車椅子からベッドへの移乗は、前述のベッドから車椅子への手順を逆に行うのが基本です。具体的には、以下のように行いましょう。

ベッドの高さを車椅子よりやや低めに
利用者に声かけをし、車椅子のフットサポートを外してベッドの近くに車椅子を寄せる
移乗しやすいよう、ベッドが車椅子の座面よりやや低くなるように高さを調節する
足が絡まないよう、利用者のベッド側の足を半歩前へ出す
※足を出すのが難しければ、無理はしなくてよい
前傾姿勢にさせ、ベッドへスライドする
アームサポートを上げ、利用者のわきの下や肩甲骨あたりに手を添えて上体を倒す
前傾姿勢にさせて車椅子とお尻の圧が減ったところで、右ひざで利用者のひざの外側を少し押してアシストしながら、スライドするようにベッドに移乗する
利用者が倒れないよう、手を離さない
ベッドに寝る場合、横向きに寝かせてから仰向けにするか、ギャッチアップでベッドの上部を上げてベッドに寝かせる
ベッド上の身体の位置を調節し、かけ布団やサイドレールを戻して終了
※ギャッチアップした場合は摩擦が起こるため、背抜きを忘れないように

移乗介助を全介助で行うときのポイントって?

全介助で移乗介助を行う場合、「利用者を前傾姿勢にする」「足をしっかり開き、ひざを軽く曲げて立つ」という2つのポイントが重要です。まず、利用者を前傾姿勢にするのはお尻の圧を減らすためで、前方へ滑り出したタイミングでスライドするように移乗すれば、持ち上げる動作が必要ありません。介助者の負担が大きく軽減されます。
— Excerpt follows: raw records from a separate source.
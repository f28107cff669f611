use bevy::prelude::*;
use constants::navigation::CameraZone;
use constants::roles::{
    CONTACT_CONTENT_PREFIX, LEAVES_NAMES, TREE_HOVER_PROXY, WORKSHOP_CONTENT_PREFIX,
    WORKSHOP_HOVER_PROXY, content_slot,
};

use crate::interaction::effects::{CursorAffordance, VisualEffect};
use crate::interaction::settings::InteractionSettings;

/// What hovering a candidate does in the current zone.
#[derive(Debug, Clone, Copy, PartialEq)]
pub struct HoverFeedback {
    pub brighten: Option<f32>,
    pub scale: Option<f32>,
    /// Publish the object name as the hovered workshop content.
    pub publish_workshop: bool,
}

/// Per-zone hover rule for a candidate name. `None` means the candidate is not
/// interactive here and counts as no hover.
pub fn hover_feedback(
    zone: CameraZone,
    name: &str,
    settings: &InteractionSettings,
) -> Option<HoverFeedback> {
    match zone {
        CameraZone::Tree => (LEAVES_NAMES.contains(&name) || name == TREE_HOVER_PROXY).then_some(
            HoverFeedback {
                brighten: Some(settings.hover_brightness),
                scale: None,
                publish_workshop: false,
            },
        ),
        CameraZone::Workshop => (content_slot(name, WORKSHOP_CONTENT_PREFIX).is_some()
            || name == WORKSHOP_HOVER_PROXY)
            .then_some(HoverFeedback {
                brighten: Some(settings.hover_brightness),
                scale: Some(settings.workshop_hover_scale),
                publish_workshop: true,
            }),
        CameraZone::Contact => content_slot(name, CONTACT_CONTENT_PREFIX).is_some().then_some(
            HoverFeedback {
                brighten: None,
                scale: Some(settings.contact_hover_scale),
                publish_workshop: false,
            },
        ),
        CameraZone::Overview => None,
    }
}

/// Hover candidate for this frame.
#[derive(Debug, Clone, Copy)]
pub struct HoverTarget<'a> {
    pub object: Entity,
    pub name: &'a str,
    /// Scale the object has right now.
    pub scale: Vec3,
}

#[derive(Debug, Clone, PartialEq)]
pub struct HoveredObject {
    pub object: Entity,
    pub name: String,
    pub original_scale: Option<Vec3>,
    pub published_workshop: bool,
}

/// At most one hovered object, with what is needed to undo its feedback.
#[derive(Resource, Debug, Default)]
pub struct HoverState {
    hovered: Option<HoveredObject>,
}

impl HoverState {
    pub fn hovered(&self) -> Option<&HoveredObject> {
        self.hovered.as_ref()
    }

    /// Move hover to `target`. Reverts of the previous object always precede
    /// the feedback for the new one. Returns nothing when the hovered object is unchanged.
    pub fn transition(
        &mut self,
        zone: Option<CameraZone>,
        target: Option<HoverTarget<'_>>,
        settings: &InteractionSettings,
    ) -> Vec<VisualEffect> {
        let next = target.and_then(|target| {
            let feedback = hover_feedback(zone?, target.name, settings)?;
            Some((target, feedback))
        });
        let next_object = next.as_ref().map(|(target, _)| target.object);
        if self.hovered.as_ref().map(|hovered| hovered.object) == next_object {
            return Vec::new();
        }

        let mut effects = self.clear();
        let Some((target, feedback)) = next else {
            return effects;
        };

        if let Some(factor) = feedback.brighten {
            effects.push(VisualEffect::Brighten {
                object: target.object,
                factor,
            });
        }
        let original_scale = feedback.scale.map(|factor| {
            effects.push(VisualEffect::SetScale {
                object: target.object,
                scale: target.scale * factor,
            });
            target.scale
        });
        if feedback.publish_workshop {
            effects.push(VisualEffect::WorkshopHover(Some(target.name.to_string())));
        }
        effects.push(VisualEffect::Cursor(CursorAffordance::Interactive));

        self.hovered = Some(HoveredObject {
            object: target.object,
            name: target.name.to_string(),
            original_scale,
            published_workshop: feedback.publish_workshop,
        });
        effects
    }

    /// Drop the hover and return the effects that undo it.
    pub fn clear(&mut self) -> Vec<VisualEffect> {
        let Some(previous) = self.hovered.take() else {
            return Vec::new();
        };
        let mut effects = vec![VisualEffect::RestoreMaterial(previous.object)];
        if let Some(scale) = previous.original_scale {
            effects.push(VisualEffect::SetScale {
                object: previous.object,
                scale,
            });
        }
        effects.push(VisualEffect::Cursor(CursorAffordance::Default));
        if previous.published_workshop {
            effects.push(VisualEffect::WorkshopHover(None));
        }
        effects
    }

    /// Forget the hover without reverting; its objects no longer exist.
    pub fn forget(&mut self) {
        self.hovered = None;
    }
}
「足をしっかり開き、ひざを軽く曲げて立つ」のは、腰への負担を軽減するためです。前かがみの姿勢では腰に大きな負担がかかりますので、背筋をまっすぐにした状態で足をしっかり開き、腰を落としてひざを軽く曲げて立ちましょう。また、前かがみにならないことを意識しすぎて背中が反った状態になるのも腰への負担となりますので、注意しましょう。

おわりに:移乗介助は、腰への負担をかけないように行うことが大前提

移乗介助は、介護者にとって非常に大きな身体的負担がかかる動作でありながら、日常的に頻繁に行われる動作の1つです。そこで、まずは腰に負担をかけないよう、できるだけ福祉器具を使ったり部分介助にしたりするのが良いでしょう。

どうしても全介助を行うときは、前かがみにならないよう足をしっかり開き、ひざを軽く曲げて背筋を伸ばして立ちます。背中が反ってしまうのも腰痛の原因となるため、注意しましょう。